Updated: Mar 12, 2023

They remind us we need to talk about female Intimate Partner Violence, too - and acknowledge how similar are the dynamics


Amber Heard CC BY-SA 2.0 from Wikipedia; Johnny Depp CC BY-SA 4.0 from Wikimedia Commons



“Baby, I told you this once. I’m scared to death we are a f**king crime scene right now.” — Johnny Depp to Amber Heard

It’s a tale as old as mass media: Rich, beautiful, powerful man falls in love with rich, beautiful woman, is alleged to have abused her throughout the marriage, and ignites an ugly debate, now mostly on social media, about whether she’s telling the truth or not.

Some generalize that ‘Abused women aren’t believed,’ which is only partially true; the woman is always believed, by many, and not believed by others, and never believed by a few, regardless of the facts.

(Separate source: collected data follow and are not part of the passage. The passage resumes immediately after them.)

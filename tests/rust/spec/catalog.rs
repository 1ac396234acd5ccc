//! Copyright © 2025-2026 Wenze Wei. All Rights Reserved.
//!
//! This file is part of Hdx.
//! The Hdx project belongs to the Dunimd project team.

use std::collections::BTreeSet;

use hdx::spec::{resolve_spec, HdChildKind};
use hdx::{HdAttributeSpec, HdError, HdGroupSpec, HdSpec, HdSpecCatalog};

fn text_attribute(name: &str) -> HdAttributeSpec {
    HdAttributeSpec::builder(name, format!("the {name}")).dtype("text").build().unwrap()
}

fn ephys_data() -> HdSpec {
    HdGroupSpec::builder("an ephys group")
        .data_type_def("EphysData")
        .attribute(text_attribute("attribute1"))
        .build()
        .unwrap()
        .into()
}

fn spike_data() -> HdSpec {
    HdGroupSpec::builder("spike data")
        .data_type_def("SpikeData")
        .data_type_inc("EphysData")
        .attribute(text_attribute("attribute2"))
        .build()
        .unwrap()
        .into()
}

fn attribute_names(spec: &HdSpec) -> BTreeSet<String> {
    spec.attributes().map(|attribute| attribute.name().to_string()).collect()
}

#[test]
fn test_identical_registration_succeeds() {
    let mut catalog = HdSpecCatalog::new();
    catalog.register_spec(ephys_data(), "ephys.yaml").unwrap();
    catalog.register_spec(ephys_data(), "ephys.yaml").unwrap();
    assert_eq!(catalog.len(), 1);
    assert_eq!(catalog.get_spec("EphysData").unwrap(), &ephys_data());
}

#[test]
fn test_different_registration_fails() {
    let mut catalog = HdSpecCatalog::new();
    catalog.register_spec(ephys_data(), "ephys.yaml").unwrap();
    let changed: HdSpec = HdGroupSpec::builder("a different body")
        .data_type_def("EphysData")
        .build()
        .unwrap()
        .into();
    let err = catalog.register_spec(changed, "other.yaml").unwrap_err();
    assert!(matches!(err, HdError::Catalog { .. }));
}

#[test]
fn test_untyped_spec_cannot_register() {
    let mut catalog = HdSpecCatalog::new();
    let untyped: HdSpec = HdGroupSpec::builder("plain").name("plain").build().unwrap().into();
    assert!(catalog.register_spec(untyped, "plain.yaml").is_err());
}

#[test]
fn test_hierarchy_and_subtypes() {
    let mut catalog = HdSpecCatalog::new();
    catalog.register_spec(ephys_data(), "ephys.yaml").unwrap();
    catalog.register_spec(spike_data(), "ephys.yaml").unwrap();

    assert_eq!(catalog.get_hierarchy("SpikeData").unwrap(), vec!["SpikeData", "EphysData"]);
    assert_eq!(catalog.get_subtypes("EphysData", true), vec!["SpikeData".to_string()]);
    assert!(catalog.get_subtypes("Unknown", true).is_empty());
    assert_eq!(catalog.get_spec_source_file("SpikeData").unwrap(), "ephys.yaml");

    let forest = catalog.get_full_hierarchy();
    assert!(forest["EphysData"].children.contains_key("SpikeData"));
}

#[test]
fn test_resolution_is_additive() {
    let mut catalog = HdSpecCatalog::new();
    catalog.register_spec(ephys_data(), "ephys.yaml").unwrap();
    let resolved = resolve_spec(&spike_data(), &catalog).unwrap();
    catalog.register_spec(resolved, "ephys.yaml").unwrap();

    let spike = catalog.get_spec("SpikeData").unwrap();
    let expected: BTreeSet<String> = ["attribute1", "attribute2"].iter().map(|name| name.to_string()).collect();
    assert_eq!(attribute_names(spike), expected);
    assert!(attribute_names(spike).is_superset(&attribute_names(catalog.get_spec("EphysData").unwrap())));
    assert!(spike.resolved());
    assert!(spike.is_inherited_spec(HdChildKind::Attribute, "attribute1"));
    assert!(!spike.is_inherited_spec(HdChildKind::Attribute, "attribute2"));
}
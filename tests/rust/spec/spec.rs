//! Copyright © 2025-2026 Wenze Wei. All Rights Reserved.
//!
//! This file is part of Hdx.
//! The Hdx project belongs to the Dunimd project team.

use hdx::spec::{HdDimsSpec, HdShapeSpec};
use hdx::{HdAttributeSpec, HdDatasetSpec, HdDtype, HdError, HdGroupSpec, HdQuantity, HdSpec};

#[test]
fn test_quantity_table() {
    let table = [
        ("?", false, false),
        ("zero_or_one", false, false),
        ("1", true, false),
        ("*", false, true),
        ("zero_or_many", false, true),
        ("+", true, true),
        ("one_or_many", true, true),
    ];
    for (symbol, required, many) in table {
        let quantity = HdQuantity::parse(symbol).unwrap();
        assert_eq!(quantity.flags(), (required, many), "symbol {symbol}");
    }
    assert!(HdQuantity::parse("2").is_err());
    assert!(HdQuantity::parse("many").is_err());
    assert_eq!(HdQuantity::from_count(1).unwrap(), HdQuantity::ExactlyOne);
    assert!(HdQuantity::from_count(3).is_err());
}

#[test]
fn test_dims_and_shape_must_agree() {
    let err = HdDatasetSpec::builder("data")
        .name("data")
        .dtype("float")
        .shape(HdShapeSpec::Single(vec![None, Some(3)]))
        .dims(HdDimsSpec::Single(vec!["time".to_string()]))
        .build()
        .unwrap_err();
    assert!(matches!(err, HdError::Schema { .. }));

    let ok = HdDatasetSpec::builder("data")
        .name("data")
        .dtype("float")
        .shape(HdShapeSpec::Alternatives(vec![vec![None], vec![None, Some(3)]]))
        .dims(HdDimsSpec::Alternatives(vec![
            vec!["time".to_string()],
            vec!["time".to_string(), "xyz".to_string()],
        ]))
        .build()
        .unwrap();
    assert!(ok.shape().unwrap().matches(&[10, 3]));
    assert!(!ok.shape().unwrap().matches(&[10, 4]));
}

#[test]
fn test_dtype_synonyms() {
    assert_eq!(HdDtype::parse("float").unwrap(), HdDtype::Float32);
    assert_eq!(HdDtype::parse("double").unwrap(), HdDtype::Float64);
    assert_eq!(HdDtype::parse("utf8").unwrap(), HdDtype::Text);
    assert!(matches!(HdDtype::parse("quaternion"), Err(HdError::Schema { .. })));
}

#[test]
fn test_value_and_default_value_conflict() {
    let err = HdAttributeSpec::builder("attr1", "an attribute")
        .value("fixed")
        .default_value("other")
        .build()
        .unwrap_err();
    assert!(matches!(err, HdError::Schema { .. }));
}

#[test]
fn test_group_spec_from_yaml() {
    let yaml = r#"
data_type_def: Bar
doc: A test group
quantity: '*'
attributes:
  - name: attr1
    dtype: text
    doc: an attribute
datasets:
  - name: data
    dtype: int
    shape: [null]
    doc: some data
groups:
  - data_type_inc: Baz
    doc: nested typed group
    quantity: '?'
"#;
    let group: HdGroupSpec = serde_yaml::from_str(yaml).unwrap();
    assert_eq!(group.data_type_def(), Some("Bar"));
    assert!(group.is_many());
    assert!(!group.required());
    assert!(group.get_attribute("attr1").is_some());
    assert_eq!(group.get_dataset("data").unwrap().dtype().unwrap().primitive(), Some(HdDtype::Int32));
    assert!(group.get_data_type("Baz").is_some());

    let spec = HdSpec::Group(group);
    assert_eq!(spec.data_type(), Some("Bar"));
    assert!(spec.referenced_types().contains("Baz"));
}

#[test]
fn test_invalid_quantity_in_yaml() {
    let yaml = r#"
data_type_def: Bar
doc: A test group
quantity: 'x'
"#;
    assert!(serde_yaml::from_str::<HdGroupSpec>(yaml).is_err());
}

An uglier new twist emerged in the latest sad tale of Hollywood epic love gone awry: She, too, is an abuser.

 

The dirty, acrimonious and highly public divorce of Hollywood heavyweight Johnny Depp and wife Amber Heard a few years back dragged into the light a little-acknowledged corner of domestic violence discussions: The female abuser.

According to the National Coalition Against Domestic Violence, 1 in 4 men have experienced some sort of physical violence by an intimate partner. While we speak endlessly about the number of women victimized by violent male partners — and that number is always much higher — we fail to recognize that, while battered men are in the minority, there are more than many believe. Especially since battered men, like women, often don’t report it.

Domestic violence activists want to keep the focus on women, since they’re battered, injured and killed far more than men. And almost always, by men. I’ll leave the jeremiads about men and patriarchy and the validated statistics to the activists and social justice warriors. I will examine female batterers like Amber Heard because I know the activists and SJWs won’t.

This is what equality looks like: Violence is ALWAYS wrong, not just when men perpetuate it.

It doesn’t matter that Amber Heard can’t hurt Johnny the way he can hurt her. It doesn’t matter that he’s more powerful in Hollywood than she is. Her violence against him is still wrong.

We can’t point fingers at one injustice while ignoring the other.

 

“You didn’t get punched. You got hit. I’m sorry I hit you like this [slapping sound]. But I did not punch you. I did not f**king deck you. I f**king was hitting you.”

Just imagine if Depp had said these words instead of Heard.

She made many damning comments on audio tapes released by Depp’s legal team. The Twitterati debated whether this was ‘mutual abuse’ or abuse in self-defense.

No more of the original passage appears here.